1-La révolution Silvio Berlusconi (p 18-44)

 

Berlusconi n'est pas tombé du ciel. S'il dévoile le 23 novembre 1993 son intention de se lancer en politique, c'est après avoir constitué un vaste empire industriel "dont les deux principaux piliers sont le groupe de presse et d'édition Mondadori, et surtout Mediaset, qui possède trois chaînes de télévision nationales. Créateur des télévisions commerciales rentables, il a contribué à briser le monopole de la Mamma RAI et révolutionné la programmation en bénéficiant, entre autres, du soutien actif de Bettino Craxi" (p 19-20) Celui-ci est le leader du petit parti socialiste qui dans les années 80 devint l'allié privilégié de la puissante Démocratie Chrétienne (DC) majoritaire et au gouvernement depuis la Libération, face au puissant PCI minoritaire et dans l'opposition depuis 1947 : il est depuis 1992, avec les leaders de la DC, l'objet des enquêtes des juges de l'opération "Mani pulite" ("Mains propres") qui aboutit à la disparition du PS et à l'explosion de la DC. Cette dernière est également favorisée par la mutation du PCI en Parti Démocratique de Gauche, à vocation plus gouvernementale. Cette déstabilisation des partis établis ouvre l'ère d'une profonde crise politique qui n'est pas, à ce jour, achevée.

Or Silvio Berlusconi, dont le groupe est menacé par ces enquêtes sur les abus ou les détournements d'argent public, choisit, avec succès, de retourner l'arme de la politique contre les juges en s'appuyant su rle suffrage universel...et la légitimité qu'il est censé fournir.

En l'espace de 6 mois, il construit de toutes pièces un parti politique "Forza Italia" ("Allez l'Italie") et conquiert une audience électorale inédite, en s'appuyant sur " de minutieuses études d'opinion utilisant toutes les techniques possibles"(p 21).

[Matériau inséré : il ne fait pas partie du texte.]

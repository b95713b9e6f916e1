//! Command line front end
//!
//! Subcommand handlers live in [`commands`]; the binary in `main.rs` only parses
//! arguments, merges them with the configuration file and dispatches.

pub mod commands;
pub mod error;

pub use error::CliError;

La nouvelle loi électorale votée à l'été 1993, qui renonce à la proportionnelle pour favoriser la constitution de majorités (75% d'élus au scrutin uninominal majoritaire à un tour et seulement 25% à la proportionnelle), est mise à profit pour constituer une coalition avec la Ligue du Nord (régionaliste) et l'Alliance Nationale (néofasciste recentrée), ainsi que quelques groupes issus d'une DC décomposée, sous le nom de "Pôle des Libertés et du Bon Gouvernement" (p 23). Cet attelage improbable obtient 46% des voix au scrutin uninominal et 43% à la proportionnelle. Et Berlusconi devient Président du Conseil...pour 7 mois seulement, en raison de la défection de la Ligue. En 1996, cette défection l'empêche de reconquérir la majorité face à la coalition de centre-gauche menée par Romano Prodi ("L'Olivier").

Pour la première fois depuis 1947, le PCI rebaptisé Parti Démocratique de Gauche, parvient au gouvernement, mais c'est dans le cadre d'une coalition incluant d'ex-Démocrates Chrétiens. Les tensions internes de la coalition amènent au remplacement successif de Prodi (centriste) par d'Alema (ex-communiste) puis Amato (ex-communiste aussi).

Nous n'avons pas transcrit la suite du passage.